The Juggy Talent Show

On The Man Show, women are purely ornamental. (Fun fact: this show aired while Roosh V was still in college.) Nothing encapsulates the show’s view of women more blatantly than The Juggies, a group of bikini-clad babes who do the hosts’ bidding.

In this segment, the hosts decide to throw a talent show, which, of course, doesn’t even feign interest in the contestants’ personalities. Most of the talents involve women putting things in their mouths and contorting their bodies in ways that evoke complicated sex positions. After one Juggy showcases that she can "eat an entire banana in one bite," Kimmel leans over and whispers something into Carolla’s ear, who responds out loud, "That’s right, it could be a penis!"

One prays to an absent god that a Juggy might take the talent prompt in a grotesque or subversive direction—perhaps lighting their hair on fire and burning the whole set down—but alas.

Special Report: Toplessness in America

This 60 Minutes-style segment takes a deep-dive into a made-up phenomenon: What would happen if topless women were a stigmatized minority, forced to congregate at Topless Shelters (i.e. strip joints)? As a crude gimmick for showing blurred-out B-roll of boobs, this is about as clever as The Man Show gets. It manages to offend homeless people, as well, by treating toplessness as a social ill on par with destitution. (If we were playing a drinking game corresponding to how many times we cringed, we’d be so drunk that the next sketches would appear as a blurry montage.)

Can I Guess Your Weight?

I was genuinely disturbed by this clip, which has Kimmel dressed as a carnival barker beckoning women to his cartoonishly large scale. The joke here is that women (and women only) hate being told they’re fat, especially by men and especially on camera. But it gets a lot weirder than that.

The segment gives Kimmel an excuse to flirt with and berate women according to their attractiveness: He tells a French women that "chubby" actually means slender, he guesses that a middle-aged women is obese, and he asks one woman wearing overalls to unbutton them before saying, "You know what? I’m not even going to guess your weight. Why? Because I’ve got an erection!"

It’s impossible to watch this segment without being creeped out by Kimmel, whose "character" comes across as an aggressive sexual harasser, especially when he simulates rapidly humping a woman (what are the odds she was asked beforehand if she wanted to be humped?).

Wife School

Like many segments on The Man Show, this one imagines its protagonists engaged in a heroic battle against a particularly nefarious foe: feminists. Viewers are encouraged to see themselves as members of a resistance movement, rising up against the increasing domination of liberated females. As Johnson writes, "Many jokes, skits, and entire episodes draw on [the] assumption that women exercise dominance over men in interpersonal relationships by controlling food, alcohol, and sex."
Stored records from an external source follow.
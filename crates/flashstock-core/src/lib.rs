pub mod cache;
pub mod catalog;
pub mod checkout;
pub mod config;
pub mod db;
mod error;
mod ids;
pub mod repository;
pub mod reservation;
pub mod sweeper;

pub use config::Config;
pub use error::{Error, Result};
Here, unruly wives are trained to better serve their beer-bellied husbands through something called "Wife School," which includes classes like "Who cares what Oprah says?" and "Infidelity: He Can, You Can’t." The montage is so bereft of nuance that it’s actually painful, following the transformation of wives from scolding nags to docile hausfraus who live to give foot massages. It’s hard to see how this joke is aimed at anyone but women.

Guess What’s In My Pants

In this bit, women grope Jimmy Kimmel on Sunset Boulevard, scrounging around his pants to try to guess what’s inside. I love a bulge as much as the next gay guy but some of the things Kimmel sticks down his pants—like pastrami—are downright unsanitary and shouldn’t be fondled by anyone. "Maybe it would be easier if you put your mouth on it," Kimmel tells one woman. Lovely.

Household Hints from Adult Film Stars

A recurring segment featuring porn stars giving nonsensical household tips, this is by far my favorite offering from The Man Show because no men are involved! I feel like I’m watching a softcore chaturbate channel that occasionally dabbles in ASMR. Get rid of the hootin’ and hollerin’ and we’re good to go!